Although Weg argues that his experience and Singer's experience are "nearly identical," this Court finds the two significantly different. Singer's incident involved only Deputy Gray; Weg's involved, at a minimum, Deputy Gray, Deputy Causey, and Deputy Livingston. When Singer was escorted from the courtroom, Deputy Gray allegedly brought him to the ground and placed handcuffs on him. Weg testified in his deposition, however, that Deputy Livingston, and not Deputy Gray, tackled him from behind and brought him to the ground once he was outside the courtroom and had entered an anteroom adjacent to the courtroom. Deputy Gray escorted him out of the courtroom, but did not tackle, handcuff, or strike Weg in the courtroom. Further, although Weg alleges that Deputy Gray and Deputy Causey joined in the fray after he was down, Weg testified at his deposition that he did not see who struck him in the head after he was on the floor with Livingston on his back. Further, there is no evidence of the date of Singer's first incident, and there is no evidence of where in the courthouse Singer's incident occurred. Weg provides no evidence that Singer was charged with a crime, as was Weg, nor has he presented evidence that Singer filed any formal charges to have the matter investigated. Accordingly, the Court finds the evidence of similarity between the two incidents weak.

Under these circumstances, the Court finds admission of Singer's testimony problematic. First, intent is not in issue in cases of excessive force. To state an excessive force claim under the Fourth Amendment, the plaintiff must establish that he suffered "(1) an injury that (2) resulted directly and only from the use of force that was excessive to the need and that (3) the force used was objectively unreasonable." Ballard v. Burton, 444 F.3d 391, 402 (5th Cir. 2006)(citing Flores v. City of Palacios, 381 F.3d 391, 396 (5th Cir. 2004). Objective reasonableness is determined by "balanc[ing] the amount of force used against the need for that force." Ikerd v. Blair, 101 F.3d 430, 434 (5th Cir. 1996). The defendant's subjective intent in causing force is irrelevant. See Tanberg v. Sholtis, 401 F.3d 1151, 1168 (10th Cir. 2005)("This standard is an objective one to which an officer's personal motivations in using a particular degree of force are irrelevant . . . .") The Supreme Court has made clear that "[a]n officer's evil intentions will not make a Fourth Amendment violation out of an objectively reasonable use of force." Graham v. Connor, 490 U.S. 386, 397 (1989)(citations omitted).

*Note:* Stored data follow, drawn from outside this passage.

use crate::infra::{deserialize_optional_date, AppState};
use axum::http::{header, StatusCode};
use axum::response::IntoResponse;
use axum::Extension;
use axum::Json;
use care_ops::error::AppError;
use care_ops::workflows::discipline::{
    build_documents, discipline_router, rolling_cutoff, Clock, CorrectiveActionDocument,
    CorrectiveActionImporter, CorrectiveActionRepository, DisciplineService,
    DisciplineStatsCalculator, DisciplineStatsView, EmployeeId, FixedClock, TierAlertPublisher,
    ViolationCatalog,
};
use chrono::{Local, NaiveDate};
use serde::{Deserialize, Serialize};
use serde_json::json;
use std::io::Cursor;
use std::sync::Arc;
use tracing::debug;

#[derive(Debug, Deserialize)]
pub(crate) struct DisciplineReportRequest {
    pub(crate) csv: String,
    #[serde(default, deserialize_with = "deserialize_optional_date")]
    pub(crate) today: Option<NaiveDate>,
    #[serde(default)]
    pub(crate) employee_id: Option<String>,
    #[serde(default)]
    pub(crate) include_records: bool,
}

#[derive(Debug, Serialize)]
pub(crate) struct EmployeeStandingEntry {
    pub(crate) employee_id: EmployeeId,
    pub(crate) stats: DisciplineStatsView,
}

#[derive(Debug, Serialize)]
pub(crate) struct DisciplineReportResponse {
    pub(crate) today: NaiveDate,
    pub(crate) window_start: NaiveDate,
    pub(crate) imported_records: usize,
    pub(crate) employees: Vec<EmployeeStandingEntry>,
    #[serde(skip_serializing_if = "Option::is_none")]
    pub(crate) documents: Option<Vec<CorrectiveActionDocument>>,
}

pub(crate) fn with_discipline_routes<R, A, C>(
    service: Arc<DisciplineService<R, A, C>>,
) -> axum::Router
where
    R: CorrectiveActionRepository + 'static,
    A: TierAlertPublisher + 'static,
    C: Clock + 'static,
{
    discipline_router(service)
        .route("/health", axum::routing::get(healthcheck))
        .route("/ready", axum::routing::get(readiness_endpoint))
        .route("/metrics", axum::routing::get(metrics_endpoint))
        .route(
            "/api/v1/discipline/report",
            axum::routing::post(discipline_report_endpoint),
        )
}

pub(crate) async fn healthcheck() -> Json<serde_json::Value> {
    Json(json!({ "status": "ok" }))
}

pub(crate) async fn readiness_endpoint(Extension(state): Extension<AppState>) -> impl IntoResponse {
    let ready = state.readiness.load(std::sync::atomic::Ordering::Relaxed);
    let status = if ready {
        StatusCode::OK
    } else {
        StatusCode::SERVICE_UNAVAILABLE
    };

    let payload = if ready {
        json!({ "status": "ready" })
    } else {
        json!({ "status": "initializing" })
    };

    (status, Json(payload))
}

pub(crate) async fn metrics_endpoint(Extension(state): Extension<AppState>) -> impl IntoResponse {
    (
        StatusCode::OK,
        [(header::CONTENT_TYPE, "text/plain; version=0.0.4")],
        state.metrics.render(),
    )
}

/// Standing for every employee in a posted CSV export, optionally narrowed to one employee.
pub(crate) async fn discipline_report_endpoint(
    Extension(state): Extension<AppState>,
    Json(payload): Json<DisciplineReportRequest>,
) -> Result<Json<DisciplineReportResponse>, AppError> {
    let DisciplineReportRequest {
        csv,
        today,
        employee_id,
        include_records,
    } = payload;

    let catalog = ViolationCatalog::standard();
    let mut records =
        CorrectiveActionImporter::from_reader(Cursor::new(csv.into_bytes()), &catalog)?;
    let imported_records = records.len();
    if let Some(employee_id) = employee_id.as_deref().map(str::trim) {
        records.retain(|record| record.employee_id.0 == employee_id);
    }

    let today = today.unwrap_or_else(|| Local::now().date_naive());
    let calculator =
        DisciplineStatsCalculator::with_clock(FixedClock(today)).with_policy(state.negative_points);
    let documents = build_documents(&records, today, &calculator, &catalog);
    debug!(
        imported_records,
        employees = documents.len(),
        %today,
        "built discipline report from export"
    );

    let employees = documents
        .iter()
        .map(|document| EmployeeStandingEntry {
            employee_id: document.employee_id.clone(),
            stats: document.stats.clone(),
        })
        .collect();

    Ok(Json(DisciplineReportResponse {
        today,
        window_start: rolling_cutoff(today),
        imported_records,
        employees,
        documents: include_records.then_some(documents),
    }))
}

#[cfg(test)]
mod tests {
    use super::*;
    use crate::infra::{InMemoryCorrectiveActionRepository, InMemoryTierAlertPublisher};
    use axum::body::Body;
    use axum::http::Request;
    use care_ops::workflows::discipline::{DisciplineLevel, NegativePointsPolicy};
    use metrics_exporter_prometheus::PrometheusBuilder;
    use std::sync::atomic::AtomicBool;
    use tower::ServiceExt;

    const EXPORT: &str = "Employee ID,Violation Date,Category,Status,Points Assigned,Points Adjusted,Description\n\
emp-1,2025-09-20,No Call / No Show,acknowledged,,,\n\
emp-1,2025-09-25,Medication Error,,,,\n\
emp-2,2025-09-26,Tardiness,acknowledged,,-2,Covered a double\n\
emp-2,2025-04-01,Policy Violation,acknowledged,,,\n";

    fn state(ready: bool, negative_points: NegativePointsPolicy) -> AppState {
        AppState {
            readiness: Arc::new(AtomicBool::new(ready)),
            metrics: Arc::new(PrometheusBuilder::new().build_recorder().handle()),
            negative_points,
        }
    }

    fn request(employee_id: Option<&str>, include_records: bool) -> DisciplineReportRequest {
        DisciplineReportRequest {
            csv: EXPORT.to_string(),
            today: NaiveDate::from_ymd_opt(2025, 10, 1),
            employee_id: employee_id.map(str::to_string),
            include_records,
        }
    }

    #[tokio::test]
    async fn discipline_report_endpoint_summarizes_each_employee() {
        let Json(body) = discipline_report_endpoint(
            Extension(state(true, NegativePointsPolicy::AllowCredit)),
            Json(request(None, false)),
        )
        .await
        .expect("report builds");

        assert_eq!(body.imported_records, 4);
        assert_eq!(body.employees.len(), 2);
        assert_eq!(body.employees[0].stats.current_points, 10);
        assert_eq!(
            body.employees[0].stats.discipline_level,
            DisciplineLevel::WrittenWarning
        );
        assert_eq!(body.employees[1].stats.current_points, -2);
        assert_eq!(body.employees[1].stats.expired_count, 1);
        assert!(body.documents.is_none());
    }

    #[tokio::test]
    async fn discipline_report_endpoint_filters_and_clamps() {
        let Json(body) = discipline_report_endpoint(
            Extension(state(true, NegativePointsPolicy::ClampAtZero)),
            Json(request(Some("emp-2"), true)),
        )
        .await
        .expect("report builds");

        assert_eq!(body.employees.len(), 1);
        assert_eq!(body.employees[0].stats.current_points, 0);
        let documents = body.documents.expect("documents returned");
        assert_eq!(documents[0].rolling.len(), 1);
        assert_eq!(documents[0].expired.len(), 1);
    }

    #[tokio::test]
    async fn discipline_report_endpoint_rejects_bad_rows() {
        let mut bad = request(None, false);
        bad.csv.push_str("emp-3,someday,Tardiness,,,,\n");

        let error = discipline_report_endpoint(
            Extension(state(true, NegativePointsPolicy::AllowCredit)),
            Json(bad),
        )
        .await
        .expect_err("bad date rejected");

        assert_eq!(error.into_response().status(), StatusCode::BAD_REQUEST);
    }

    #[tokio::test]
    async fn readiness_reflects_startup_state() {
        let service = Arc::new(DisciplineService::new(
            Arc::new(InMemoryCorrectiveActionRepository::default()),
            Arc::new(InMemoryTierAlertPublisher::default()),
            NegativePointsPolicy::AllowCredit,
        ));
        let app = with_discipline_routes(service)
            .layer(Extension(state(false, NegativePointsPolicy::AllowCredit)));

        let response = app
            .clone()
            .oneshot(
                Request::builder()
                    .uri("/ready")
                    .body(Body::empty())
                    .expect("request builds"),
            )
            .await
            .expect("ready executes");
        assert_eq!(response.status(), StatusCode::SERVICE_UNAVAILABLE);

        let response = app
            .oneshot(
                Request::builder()
                    .uri("/health")
                    .body(Body::empty())
                    .expect("request builds"),
            )
            .await
            .expect("health executes");
        assert_eq!(response.status(), StatusCode::OK);
    }
}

Because intent is inapposite to a Fourth Amendment inquiry, the proffered testimony is irrelevant on the basis of intent.

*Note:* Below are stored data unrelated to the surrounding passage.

mod parser;

use super::catalog::ViolationCatalog;
use super::domain::{
    CorrectiveActionId, CorrectiveActionRecord, CorrectiveActionStatus, EmployeeId,
};
use std::io::Read;
use std::path::Path;

use parser::CorrectiveActionRow;

/// Failures while loading a corrective-action spreadsheet. Row-level variants carry the
/// 1-based file line so the export can be corrected at the source.
#[derive(Debug)]
pub enum ImportError {
    Io(std::io::Error),
    Csv(csv::Error),
    InvalidDate { line: usize, value: String },
    InvalidStatus { line: usize, value: String },
    InvalidPoints { line: usize, value: String },
    UnknownCategory { line: usize, value: String },
    MissingEmployee { line: usize },
}

impl std::fmt::Display for ImportError {
    fn fmt(&self, f: &mut std::fmt::Formatter<'_>) -> std::fmt::Result {
        match self {
            ImportError::Io(err) => write!(f, "failed to read corrective action export: {}", err),
            ImportError::Csv(err) => write!(f, "invalid corrective action CSV data: {}", err),
            ImportError::InvalidDate { line, value } => {
                write!(f, "line {}: unparseable violation date '{}'", line, value)
            }
            ImportError::InvalidStatus { line, value } => {
                write!(f, "line {}: unknown status '{}'", line, value)
            }
            ImportError::InvalidPoints { line, value } => {
                write!(f, "line {}: invalid point value '{}'", line, value)
            }
            ImportError::UnknownCategory { line, value } => write!(
                f,
                "line {}: unknown category '{}' and no points assigned",
                line, value
            ),
            ImportError::MissingEmployee { line } => {
                write!(f, "line {}: employee id is required", line)
            }
        }
    }
}

impl std::error::Error for ImportError {
    fn source(&self) -> Option<&(dyn std::error::Error + 'static)> {
        match self {
            ImportError::Io(err) => Some(err),
            ImportError::Csv(err) => Some(err),
            _ => None,
        }
    }
}

impl From<std::io::Error> for ImportError {
    fn from(err: std::io::Error) -> Self {
        Self::Io(err)
    }
}

impl From<csv::Error> for ImportError {
    fn from(err: csv::Error) -> Self {
        Self::Csv(err)
    }
}

pub struct CorrectiveActionImporter;

impl CorrectiveActionImporter {
    pub fn from_path<P: AsRef<Path>>(
        path: P,
        catalog: &ViolationCatalog,
    ) -> Result<Vec<CorrectiveActionRecord>, ImportError> {
        let file = std::fs::File::open(path)?;
        Self::from_reader(file, catalog)
    }

    pub fn from_reader<R: Read>(
        reader: R,
        catalog: &ViolationCatalog,
    ) -> Result<Vec<CorrectiveActionRecord>, ImportError> {
        parser::parse_rows(reader)?
            .into_iter()
            .map(|(line, row)| record_from_row(line, row, catalog))
            .collect()
    }
}

fn record_from_row(
    line: usize,
    row: CorrectiveActionRow,
    catalog: &ViolationCatalog,
) -> Result<CorrectiveActionRecord, ImportError> {
    let employee_id = row.employee_id.trim();
    if employee_id.is_empty() {
        return Err(ImportError::MissingEmployee { line });
    }

    let violation_date =
        parser::parse_violation_date(&row.violation_date).ok_or_else(|| {
            ImportError::InvalidDate {
                line,
                value: row.violation_date.clone(),
            }
        })?;

    let status = match row.status.as_deref() {
        Some(raw) => CorrectiveActionStatus::parse(raw).ok_or_else(|| {
            ImportError::InvalidStatus {
                line,
                value: raw.to_string(),
            }
        })?,
        None => CorrectiveActionStatus::PendingSignature,
    };

    let category = catalog.find(&row.category);
    let points_assigned = match row.points_assigned.as_deref() {
        Some(raw) => raw
            .trim()
            .parse::<u32>()
            .map_err(|_| ImportError::InvalidPoints {
                line,
                value: raw.to_string(),
            })?,
        None => category
            .map(|category| category.default_points)
            .ok_or_else(|| ImportError::UnknownCategory {
                line,
                value: row.category.clone(),
            })?,
    };

    let points_adjusted = row
        .points_adjusted
        .as_deref()
        .map(|raw| {
            raw.trim()
                .parse::<i32>()
                .map_err(|_| ImportError::InvalidPoints {
                    line,
                    value: raw.to_string(),
                })
        })
        .transpose()?;

    Ok(CorrectiveActionRecord {
        id: CorrectiveActionId(format!("import-{line:05}")),
        employee_id: EmployeeId(employee_id.to_string()),
        category: category
            .map(|category| category.key.to_string())
            .unwrap_or_else(|| row.category.trim().to_string()),
        violation_date,
        status,
        points_assigned,
        points_adjusted,
        description: row.description,
        issued_by: None,
        adjustment_reason: points_adjusted.map(|_| "imported adjustment".to_string()),
        void_reason: None,
        acknowledged_on: None,
    })
}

Weg also asserts that Singer's testimony is relevant on the basis of mistake or accident. The Court finds that because defendants have claimed neither mistake nor accident, Singer's proffered testimony is irrelevant and thus inadmissible to demonstrate mistake or accident.

Second, to the extent that intent would be relevant to Weg's state law claims or to punitive damages, the proffered testimony has a low probative value. Singer's incident is factually different, is contested, and is uncorroborated. See DiRico v. City of Quincy, 404 F.3d 464, 468 (1st Cir. 2005)(holding that evidence of a prior arrest was inadmissible because "the evidence could not have had much probative value given that it related to a single, unsubstantiated claim of use of excessive force"). Moreover, because Weg did not see who hit him in the head, and because Livingston, not Gray, forcibly brought him down, the Singer evidence goes more to filling evidentiary gaps with propensity evidence than to intent. But evidence to show that Gray must have assaulted Weg because Gray has a propensity to use excessive force or to the assault and batter public defenders is inadmissible. The Court therefore finds that any probative value of this evidence is substantially outweighed by the danger of unfair prejudice.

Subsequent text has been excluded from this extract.